**Exercise goal**: Exact repetition of every entry is required.

[Collected data entries]
---*---
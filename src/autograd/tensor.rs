//! Tensor with gradient tracking.

use std::fmt;
use std::sync::atomic::{AtomicU64, Ordering};
use std::sync::Arc;

use super::grad_fn::GradFn;

/// Unique identifier for tensors in the computation graph.
#[derive(Debug, Clone, Copy, PartialEq, Eq, Hash)]
pub struct TensorId(u64);

impl TensorId {
    /// Generate a new unique tensor ID.
    pub fn new() -> Self {
        static COUNTER: AtomicU64 = AtomicU64::new(0);
        TensorId(COUNTER.fetch_add(1, Ordering::SeqCst))
    }
}

impl Default for TensorId {
    fn default() -> Self {
        Self::new()
    }
}

/// An n-dimensional `f32` tensor with optional gradient tracking.
///
/// Data is stored row-major in a flat buffer. Clones share the tensor ID,
/// which is how the thread-local graph associates a recorded operation
/// with the caller's handle — in particular, the attack loop mutates its
/// perturbation in place through [`data_mut`](Tensor::data_mut) and
/// retrieves its gradient by ID after each backward pass.
#[derive(Clone)]
pub struct Tensor {
    /// Flat row-major storage
    data: Vec<f32>,

    /// Shape of the tensor
    shape: Vec<usize>,

    /// Gradient (populated after `backward()` on graph-registered clones)
    grad: Option<Box<Tensor>>,

    /// Whether this tensor participates in gradient computation
    requires_grad: bool,

    /// Whether this is a leaf tensor (created by the user, not by an op)
    is_leaf: bool,

    /// Function that computes gradients during the backward pass
    grad_fn: Option<Arc<dyn GradFn>>,

    /// Unique identifier for graph bookkeeping
    id: TensorId,
}

impl Tensor {
    /// Create a new tensor from a slice with the given shape.
    ///
    /// Gradient tracking is disabled by default.
    ///
    /// # Panics
    ///
    /// Panics if the data length doesn't match the product of shape
    /// dimensions.
    #[must_use]
    pub fn new(data: &[f32], shape: &[usize]) -> Self {
        let expected_len: usize = shape.iter().product();
        assert_eq!(
            data.len(),
            expected_len,
            "data length {} doesn't match shape {:?} (expected {})",
            data.len(),
            shape,
            expected_len
        );

        Self {
            data: data.to_vec(),
            shape: shape.to_vec(),
            grad: None,
            requires_grad: false,
            is_leaf: true,
            grad_fn: None,
            id: TensorId::new(),
        }
    }

    /// Create a 1-D tensor from a slice.
    #[must_use]
    pub fn from_slice(data: &[f32]) -> Self {
        Self::new(data, &[data.len()])
    }

    /// Create a tensor filled with zeros.
    #[must_use]
    pub fn zeros(shape: &[usize]) -> Self {
        let len: usize = shape.iter().product();
        Self::new(&vec![0.0; len], shape)
    }

    /// Create a tensor filled with ones.
    #[must_use]
    pub fn ones(shape: &[usize]) -> Self {
        let len: usize = shape.iter().product();
        Self::new(&vec![1.0; len], shape)
    }

    /// Create a zero tensor with the same shape as another.
    #[must_use]
    pub fn zeros_like(other: &Tensor) -> Self {
        Self::zeros(&other.shape)
    }

    /// Enable gradient tracking, chaining style.
    #[must_use]
    pub fn requires_grad(mut self) -> Self {
        self.requires_grad = true;
        self
    }

    /// Enable or disable gradient tracking in place.
    pub fn requires_grad_(&mut self, requires: bool) -> &mut Self {
        self.requires_grad = requires;
        self
    }

    /// Check if this tensor requires gradient computation.
    #[must_use]
    pub fn requires_grad_enabled(&self) -> bool {
        self.requires_grad
    }

    /// Check if this is a leaf tensor (not produced by an operation).
    #[must_use]
    pub fn is_leaf(&self) -> bool {
        self.is_leaf
    }

    /// The tensor's unique identifier.
    #[must_use]
    pub fn id(&self) -> TensorId {
        self.id
    }

    /// Shape of the tensor.
    #[must_use]
    pub fn shape(&self) -> &[usize] {
        &self.shape
    }

    /// Total number of elements.
    #[must_use]
    pub fn numel(&self) -> usize {
        self.shape.iter().product()
    }

    /// Number of dimensions.
    #[must_use]
    pub fn ndim(&self) -> usize {
        self.shape.len()
    }

    /// Borrow the underlying flat data.
    #[must_use]
    pub fn data(&self) -> &[f32] {
        &self.data
    }

    /// Mutably borrow the underlying flat data.
    ///
    /// Edits bypass the tape; the attack loop uses this for the
    /// perturbation update and the two projections, which are not part of
    /// the differentiated computation.
    pub fn data_mut(&mut self) -> &mut [f32] {
        &mut self.data
    }

    /// The gradient tensor, if computed for this handle.
    #[must_use]
    pub fn grad(&self) -> Option<&Tensor> {
        self.grad.as_deref()
    }

    /// Drop any accumulated gradient.
    pub fn clear_grad(&mut self) {
        self.grad = None;
    }

    /// Accumulate gradient (used during the backward pass).
    pub(crate) fn accumulate_grad(&mut self, grad: Tensor) {
        match &mut self.grad {
            Some(existing) => {
                let summed: Vec<f32> = existing
                    .data()
                    .iter()
                    .zip(grad.data().iter())
                    .map(|(a, b)| a + b)
                    .collect();
                **existing = Tensor::new(&summed, &self.shape);
            }
            None => {
                self.grad = Some(Box::new(grad));
            }
        }
    }

    /// Set the gradient function (used internally by operations).
    pub(crate) fn set_grad_fn(&mut self, grad_fn: Arc<dyn GradFn>) {
        self.grad_fn = Some(grad_fn);
        self.is_leaf = false;
    }

    /// Detach from the computation graph.
    ///
    /// Returns a new leaf tensor with the same data, no gradient
    /// tracking, and a fresh ID.
    #[must_use]
    pub fn detach(&self) -> Tensor {
        Tensor {
            data: self.data.clone(),
            shape: self.shape.clone(),
            grad: None,
            requires_grad: false,
            is_leaf: true,
            grad_fn: None,
            id: TensorId::new(),
        }
    }

    /// Extract the scalar value of a 1-element tensor.
    ///
    /// # Panics
    ///
    /// Panics if the tensor has more than one element.
    #[must_use]
    pub fn item(&self) -> f32 {
        assert_eq!(
            self.numel(),
            1,
            "item() requires exactly 1 element, got {}",
            self.numel()
        );
        self.data[0]
    }

    /// Compute gradients via backpropagation from a scalar output.
    ///
    /// # Panics
    ///
    /// Panics if called on a tensor with more than one element; use
    /// [`backward_with_grad`](Tensor::backward_with_grad) for non-scalar
    /// outputs.
    pub fn backward(&self) {
        assert_eq!(
            self.numel(),
            1,
            "backward() requires scalar output, got shape {:?}; use backward_with_grad()",
            self.shape
        );

        self.backward_with_grad(Tensor::ones(&self.shape));
    }

    /// Compute gradients with an explicit output gradient.
    pub fn backward_with_grad(&self, grad_output: Tensor) {
        super::with_graph(|graph| {
            graph.backward(self.id, grad_output);
        });
    }
}

impl fmt::Debug for Tensor {
    fn fmt(&self, f: &mut fmt::Formatter<'_>) -> fmt::Result {
        f.debug_struct("Tensor")
            .field("shape", &self.shape)
            .field("requires_grad", &self.requires_grad)
            .field("is_leaf", &self.is_leaf)
            .field("has_grad", &self.grad.is_some())
            .field("id", &self.id)
            .finish_non_exhaustive()
    }
}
---*---
**Solution below**:
filename src/autograd/tensor.rs
//! Tensor with gradient tracking.

use std::fmt;
use std::sync::atomic::{AtomicU64, Ordering};
use std::sync::Arc;

use super::grad_fn::GradFn;

/// Unique identifier for tensors in the computation graph.
#[derive(Debug, Clone, Copy, PartialEq, Eq, Hash)]
pub struct TensorId(u64);

impl TensorId {
    /// Generate a new unique tensor ID.
    pub fn new() -> Self {
        static COUNTER: AtomicU64 = AtomicU64::new(0);
        TensorId(COUNTER.fetch_add(1, Ordering::SeqCst))
    }
}

impl Default for TensorId {
    fn default() -> Self {
        Self::new()
    }
}

/// An n-dimensional `f32` tensor with optional gradient tracking.
///
/// Data is stored row-major in a flat buffer. Clones share the tensor ID,
/// which is how the thread-local graph associates a recorded operation
/// with the caller's handle — in particular, the attack loop mutates its
/// perturbation in place through [`data_mut`](Tensor::data_mut) and
/// retrieves its gradient by ID after each backward pass.
#[derive(Clone)]
pub struct Tensor {
    /// Flat row-major storage
    data: Vec<f32>,

    /// Shape of the tensor
    shape: Vec<usize>,

    /// Gradient (populated after `backward()` on graph-registered clones)
    grad: Option<Box<Tensor>>,

    /// Whether this tensor participates in gradient computation
    requires_grad: bool,

    /// Whether this is a leaf tensor (created by the user, not by an op)
    is_leaf: bool,

    /// Function that computes gradients during the backward pass
    grad_fn: Option<Arc<dyn GradFn>>,

    /// Unique identifier for graph bookkeeping
    id: TensorId,
}

impl Tensor {
    /// Create a new tensor from a slice with the given shape.
    ///
    /// Gradient tracking is disabled by default.
    ///
    /// # Panics
    ///
    /// Panics if the data length doesn't match the product of shape
    /// dimensions.
    #[must_use]
    pub fn new(data: &[f32], shape: &[usize]) -> Self {
        let expected_len: usize = shape.iter().product();
        assert_eq!(
            data.len(),
            expected_len,
            "data length {} doesn't match shape {:?} (expected {})",
            data.len(),
            shape,
            expected_len
        );

        Self {
            data: data.to_vec(),
            shape: shape.to_vec(),
            grad: None,
            requires_grad: false,
            is_leaf: true,
            grad_fn: None,
            id: TensorId::new(),
        }
    }

    /// Create a 1-D tensor from a slice.
    #[must_use]
    pub fn from_slice(data: &[f32]) -> Self {
        Self::new(data, &[data.len()])
    }

    /// Create a tensor filled with zeros.
    #[must_use]
    pub fn zeros(shape: &[usize]) -> Self {
        let len: usize = shape.iter().product();
        Self::new(&vec![0.0; len], shape)
    }

    /// Create a tensor filled with ones.
    #[must_use]
    pub fn ones(shape: &[usize]) -> Self {
        let len: usize = shape.iter().product();
        Self::new(&vec![1.0; len], shape)
    }

    /// Create a zero tensor with the same shape as another.
    #[must_use]
    pub fn zeros_like(other: &Tensor) -> Self {
        Self::zeros(&other.shape)
    }

    /// Enable gradient tracking, chaining style.
    #[must_use]
    pub fn requires_grad(mut self) -> Self {
        self.requires_grad = true;
        self
    }

    /// Enable or disable gradient tracking in place.
    pub fn requires_grad_(&mut self, requires: bool) -> &mut Self {
        self.requires_grad = requires;
        self
    }

    /// Check if this tensor requires gradient computation.
    #[must_use]
    pub fn requires_grad_enabled(&self) -> bool {
        self.requires_grad
    }

    /// Check if this is a leaf tensor (not produced by an operation).
    #[must_use]
    pub fn is_leaf(&self) -> bool {
        self.is_leaf
    }

    /// The tensor's unique identifier.
    #[must_use]
    pub fn id(&self) -> TensorId {
        self.id
    }

    /// Shape of the tensor.
    #[must_use]
    pub fn shape(&self) -> &[usize] {
        &self.shape
    }

    /// Total number of elements.
    #[must_use]
    pub fn numel(&self) -> usize {
        self.shape.iter().product()
    }

    /// Number of dimensions.
    #[must_use]
    pub fn ndim(&self) -> usize {
        self.shape.len()
    }

    /// Borrow the underlying flat data.
    #[must_use]
    pub fn data(&self) -> &[f32] {
        &self.data
    }

    /// Mutably borrow the underlying flat data.
    ///
    /// Edits bypass the tape; the attack loop uses this for the
    /// perturbation update and the two projections, which are not part of
    /// the differentiated computation.
    pub fn data_mut(&mut self) -> &mut [f32] {
        &mut self.data
    }

    /// The gradient tensor, if computed for this handle.
    #[must_use]
    pub fn grad(&self) -> Option<&Tensor> {
        self.grad.as_deref()
    }

    /// Drop any accumulated gradient.
    pub fn clear_grad(&mut self) {
        self.grad = None;
    }

    /// Accumulate gradient (used during the backward pass).
    pub(crate) fn accumulate_grad(&mut self, grad: Tensor) {
        match &mut self.grad {
            Some(existing) => {
                let summed: Vec<f32> = existing
                    .data()
                    .iter()
                    .zip(grad.data().iter())
                    .map(|(a, b)| a + b)
                    .collect();
                **existing = Tensor::new(&summed, &self.shape);
            }
            None => {
                self.grad = Some(Box::new(grad));
            }
        }
    }

    /// Set the gradient function (used internally by operations).
    pub(crate) fn set_grad_fn(&mut self, grad_fn: Arc<dyn GradFn>) {
        self.grad_fn = Some(grad_fn);
        self.is_leaf = false;
    }

    /// Detach from the computation graph.
    ///
    /// Returns a new leaf tensor with the same data, no gradient
    /// tracking, and a fresh ID.
    #[must_use]
    pub fn detach(&self) -> Tensor {
        Tensor {
            data: self.data.clone(),
            shape: self.shape.clone(),
            grad: None,
            requires_grad: false,
            is_leaf: true,
            grad_fn: None,
            id: TensorId::new(),
        }
    }

    /// Extract the scalar value of a 1-element tensor.
    ///
    /// # Panics
    ///
    /// Panics if the tensor has more than one element.
    #[must_use]
    pub fn item(&self) -> f32 {
        assert_eq!(
            self.numel(),
            1,
            "item() requires exactly 1 element, got {}",
            self.numel()
        );
        self.data[0]
    }

    /// Compute gradients via backpropagation from a scalar output.
    ///
    /// # Panics
    ///
    /// Panics if called on a tensor with more than one element; use
    /// [`backward_with_grad`](Tensor::backward_with_grad) for non-scalar
    /// outputs.
    pub fn backward(&self) {
        assert_eq!(
            self.numel(),
            1,
            "backward() requires scalar output, got shape {:?}; use backward_with_grad()",
            self.shape
        );

        self.backward_with_grad(Tensor::ones(&self.shape));
    }

    /// Compute gradients with an explicit output gradient.
    pub fn backward_with_grad(&self, grad_output: Tensor) {
        super::with_graph(|graph| {
            graph.backward(self.id, grad_output);
        });
    }
}

impl fmt::Debug for Tensor {
    fn fmt(&self, f: &mut fmt::Formatter<'_>) -> fmt::Result {
        f.debug_struct("Tensor")
            .field("shape", &self.shape)
            .field("requires_grad", &self.requires_grad)
            .field("is_leaf", &self.is_leaf)
            .field("has_grad", &self.grad.is_some())
            .field("id", &self.id)
            .finish_non_exhaustive()
    }
}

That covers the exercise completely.